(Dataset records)
───

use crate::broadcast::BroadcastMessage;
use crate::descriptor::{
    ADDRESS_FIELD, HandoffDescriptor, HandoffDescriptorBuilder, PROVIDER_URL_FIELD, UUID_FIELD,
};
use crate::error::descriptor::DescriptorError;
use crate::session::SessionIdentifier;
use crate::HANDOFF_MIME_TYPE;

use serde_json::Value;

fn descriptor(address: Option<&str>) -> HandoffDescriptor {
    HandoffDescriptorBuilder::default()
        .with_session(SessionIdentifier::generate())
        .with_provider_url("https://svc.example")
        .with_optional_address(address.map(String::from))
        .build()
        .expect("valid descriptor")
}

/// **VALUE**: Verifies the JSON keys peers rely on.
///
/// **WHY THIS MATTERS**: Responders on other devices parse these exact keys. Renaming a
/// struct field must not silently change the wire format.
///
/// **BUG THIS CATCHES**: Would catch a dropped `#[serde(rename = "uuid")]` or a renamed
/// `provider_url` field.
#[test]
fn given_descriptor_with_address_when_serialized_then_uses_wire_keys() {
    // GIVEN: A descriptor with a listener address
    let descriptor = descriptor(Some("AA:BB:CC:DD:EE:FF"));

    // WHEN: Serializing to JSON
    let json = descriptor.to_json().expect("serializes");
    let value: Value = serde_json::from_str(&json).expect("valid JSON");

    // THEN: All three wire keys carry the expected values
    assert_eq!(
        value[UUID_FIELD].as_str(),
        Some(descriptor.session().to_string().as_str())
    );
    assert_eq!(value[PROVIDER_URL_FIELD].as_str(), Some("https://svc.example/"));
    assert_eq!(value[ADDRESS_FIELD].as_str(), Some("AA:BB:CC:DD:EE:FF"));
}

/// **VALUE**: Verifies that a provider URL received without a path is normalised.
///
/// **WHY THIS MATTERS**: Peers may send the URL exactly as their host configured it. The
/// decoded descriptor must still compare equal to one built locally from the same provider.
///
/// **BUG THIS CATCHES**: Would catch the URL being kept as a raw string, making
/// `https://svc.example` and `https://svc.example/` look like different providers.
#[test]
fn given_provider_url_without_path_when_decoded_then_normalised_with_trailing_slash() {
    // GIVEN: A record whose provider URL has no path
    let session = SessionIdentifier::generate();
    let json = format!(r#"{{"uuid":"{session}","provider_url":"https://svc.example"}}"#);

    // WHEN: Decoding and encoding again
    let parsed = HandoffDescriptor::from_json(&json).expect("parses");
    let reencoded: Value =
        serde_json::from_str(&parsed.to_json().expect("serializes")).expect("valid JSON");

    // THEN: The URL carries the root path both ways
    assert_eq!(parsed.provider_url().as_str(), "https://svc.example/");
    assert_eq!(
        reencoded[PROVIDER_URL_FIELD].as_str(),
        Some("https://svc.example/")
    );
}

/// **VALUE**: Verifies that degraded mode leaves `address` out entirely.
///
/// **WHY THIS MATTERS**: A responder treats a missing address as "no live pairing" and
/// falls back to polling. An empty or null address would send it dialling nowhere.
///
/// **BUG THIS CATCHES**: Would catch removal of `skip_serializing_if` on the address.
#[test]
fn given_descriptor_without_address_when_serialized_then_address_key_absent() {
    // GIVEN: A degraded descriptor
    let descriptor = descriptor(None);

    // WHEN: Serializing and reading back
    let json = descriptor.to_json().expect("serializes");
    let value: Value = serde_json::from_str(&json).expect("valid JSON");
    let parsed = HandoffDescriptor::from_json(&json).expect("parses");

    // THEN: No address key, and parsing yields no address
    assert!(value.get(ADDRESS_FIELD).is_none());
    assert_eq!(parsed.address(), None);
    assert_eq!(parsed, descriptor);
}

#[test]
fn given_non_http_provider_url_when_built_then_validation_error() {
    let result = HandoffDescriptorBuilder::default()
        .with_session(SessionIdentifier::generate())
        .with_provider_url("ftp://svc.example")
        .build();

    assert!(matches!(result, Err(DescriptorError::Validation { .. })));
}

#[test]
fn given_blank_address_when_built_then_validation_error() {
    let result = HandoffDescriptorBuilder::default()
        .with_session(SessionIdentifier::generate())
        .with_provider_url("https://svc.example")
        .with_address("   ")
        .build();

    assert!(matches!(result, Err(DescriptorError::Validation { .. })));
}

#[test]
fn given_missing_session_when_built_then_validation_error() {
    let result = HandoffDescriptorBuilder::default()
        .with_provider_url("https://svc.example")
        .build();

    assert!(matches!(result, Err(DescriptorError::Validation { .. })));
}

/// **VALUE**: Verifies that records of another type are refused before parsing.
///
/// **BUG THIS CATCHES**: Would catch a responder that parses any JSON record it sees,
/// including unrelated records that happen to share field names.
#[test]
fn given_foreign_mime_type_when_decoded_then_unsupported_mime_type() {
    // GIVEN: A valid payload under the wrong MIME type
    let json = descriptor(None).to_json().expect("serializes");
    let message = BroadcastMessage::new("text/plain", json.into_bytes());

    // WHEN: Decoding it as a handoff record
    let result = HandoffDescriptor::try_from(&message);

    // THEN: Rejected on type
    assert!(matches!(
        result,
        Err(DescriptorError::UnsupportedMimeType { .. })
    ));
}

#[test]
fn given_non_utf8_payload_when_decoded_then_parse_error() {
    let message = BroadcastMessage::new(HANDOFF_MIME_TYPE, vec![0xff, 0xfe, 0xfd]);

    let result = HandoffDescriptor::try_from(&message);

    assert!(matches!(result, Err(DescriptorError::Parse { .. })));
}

───

- Exercise brief -
Copy every record above exactly as it stands.

- Solution for this task -
use crate::broadcast::BroadcastMessage;
use crate::descriptor::{
    ADDRESS_FIELD, HandoffDescriptor, HandoffDescriptorBuilder, PROVIDER_URL_FIELD, UUID_FIELD,
};
use crate::error::descriptor::DescriptorError;
use crate::session::SessionIdentifier;
use crate::HANDOFF_MIME_TYPE;

use serde_json::Value;

fn descriptor(address: Option<&str>) -> HandoffDescriptor {
    HandoffDescriptorBuilder::default()
        .with_session(SessionIdentifier::generate())
        .with_provider_url("https://svc.example")
        .with_optional_address(address.map(String::from))
        .build()
        .expect("valid descriptor")
}

/// **VALUE**: Verifies the JSON keys peers rely on.
///
/// **WHY THIS MATTERS**: Responders on other devices parse these exact keys. Renaming a
/// struct field must not silently change the wire format.
///
/// **BUG THIS CATCHES**: Would catch a dropped `#[serde(rename = "uuid")]` or a renamed
/// `provider_url` field.
#[test]
fn given_descriptor_with_address_when_serialized_then_uses_wire_keys() {
    // GIVEN: A descriptor with a listener address
    let descriptor = descriptor(Some("AA:BB:CC:DD:EE:FF"));

    // WHEN: Serializing to JSON
    let json = descriptor.to_json().expect("serializes");
    let value: Value = serde_json::from_str(&json).expect("valid JSON");

    // THEN: All three wire keys carry the expected values
    assert_eq!(
        value[UUID_FIELD].as_str(),
        Some(descriptor.session().to_string().as_str())
    );
    assert_eq!(value[PROVIDER_URL_FIELD].as_str(), Some("https://svc.example/"));
    assert_eq!(value[ADDRESS_FIELD].as_str(), Some("AA:BB:CC:DD:EE:FF"));
}

/// **VALUE**: Verifies that a provider URL received without a path is normalised.
///
/// **WHY THIS MATTERS**: Peers may send the URL exactly as their host configured it. The
/// decoded descriptor must still compare equal to one built locally from the same provider.
///
/// **BUG THIS CATCHES**: Would catch the URL being kept as a raw string, making
/// `https://svc.example` and `https://svc.example/` look like different providers.
#[test]
fn given_provider_url_without_path_when_decoded_then_normalised_with_trailing_slash() {
    // GIVEN: A record whose provider URL has no path
    let session = SessionIdentifier::generate();
    let json = format!(r#"{{"uuid":"{session}","provider_url":"https://svc.example"}}"#);

    // WHEN: Decoding and encoding again
    let parsed = HandoffDescriptor::from_json(&json).expect("parses");
    let reencoded: Value =
        serde_json::from_str(&parsed.to_json().expect("serializes")).expect("valid JSON");

    // THEN: The URL carries the root path both ways
    assert_eq!(parsed.provider_url().as_str(), "https://svc.example/");
    assert_eq!(
        reencoded[PROVIDER_URL_FIELD].as_str(),
        Some("https://svc.example/")
    );
}

/// **VALUE**: Verifies that degraded mode leaves `address` out entirely.
///
/// **WHY THIS MATTERS**: A responder treats a missing address as "no live pairing" and
/// falls back to polling. An empty or null address would send it dialling nowhere.
///
/// **BUG THIS CATCHES**: Would catch removal of `skip_serializing_if` on the address.
#[test]
fn given_descriptor_without_address_when_serialized_then_address_key_absent() {
    // GIVEN: A degraded descriptor
    let descriptor = descriptor(None);

    // WHEN: Serializing and reading back
    let json = descriptor.to_json().expect("serializes");
    let value: Value = serde_json::from_str(&json).expect("valid JSON");
    let parsed = HandoffDescriptor::from_json(&json).expect("parses");

    // THEN: No address key, and parsing yields no address
    assert!(value.get(ADDRESS_FIELD).is_none());
    assert_eq!(parsed.address(), None);
    assert_eq!(parsed, descriptor);
}

#[test]
fn given_non_http_provider_url_when_built_then_validation_error() {
    let result = HandoffDescriptorBuilder::default()
        .with_session(SessionIdentifier::generate())
        .with_provider_url("ftp://svc.example")
        .build();

    assert!(matches!(result, Err(DescriptorError::Validation { .. })));
}

#[test]
fn given_blank_address_when_built_then_validation_error() {
    let result = HandoffDescriptorBuilder::default()
        .with_session(SessionIdentifier::generate())
        .with_provider_url("https://svc.example")
        .with_address("   ")
        .build();

    assert!(matches!(result, Err(DescriptorError::Validation { .. })));
}

#[test]
fn given_missing_session_when_built_then_validation_error() {
    let result = HandoffDescriptorBuilder::default()
        .with_provider_url("https://svc.example")
        .build();

    assert!(matches!(result, Err(DescriptorError::Validation { .. })));
}

/// **VALUE**: Verifies that records of another type are refused before parsing.
///
/// **BUG THIS CATCHES**: Would catch a responder that parses any JSON record it sees,
/// including unrelated records that happen to share field names.
#[test]
fn given_foreign_mime_type_when_decoded_then_unsupported_mime_type() {
    // GIVEN: A valid payload under the wrong MIME type
    let json = descriptor(None).to_json().expect("serializes");
    let message = BroadcastMessage::new("text/plain", json.into_bytes());

    // WHEN: Decoding it as a handoff record
    let result = HandoffDescriptor::try_from(&message);

    // THEN: Rejected on type
    assert!(matches!(
        result,
        Err(DescriptorError::UnsupportedMimeType { .. })
    ));
}

#[test]
fn given_non_utf8_payload_when_decoded_then_parse_error() {
    let message = BroadcastMessage::new(HANDOFF_MIME_TYPE, vec![0xff, 0xfe, 0xfd]);

    let result = HandoffDescriptor::try_from(&message);

    assert!(matches!(result, Err(DescriptorError::Parse { .. })));
}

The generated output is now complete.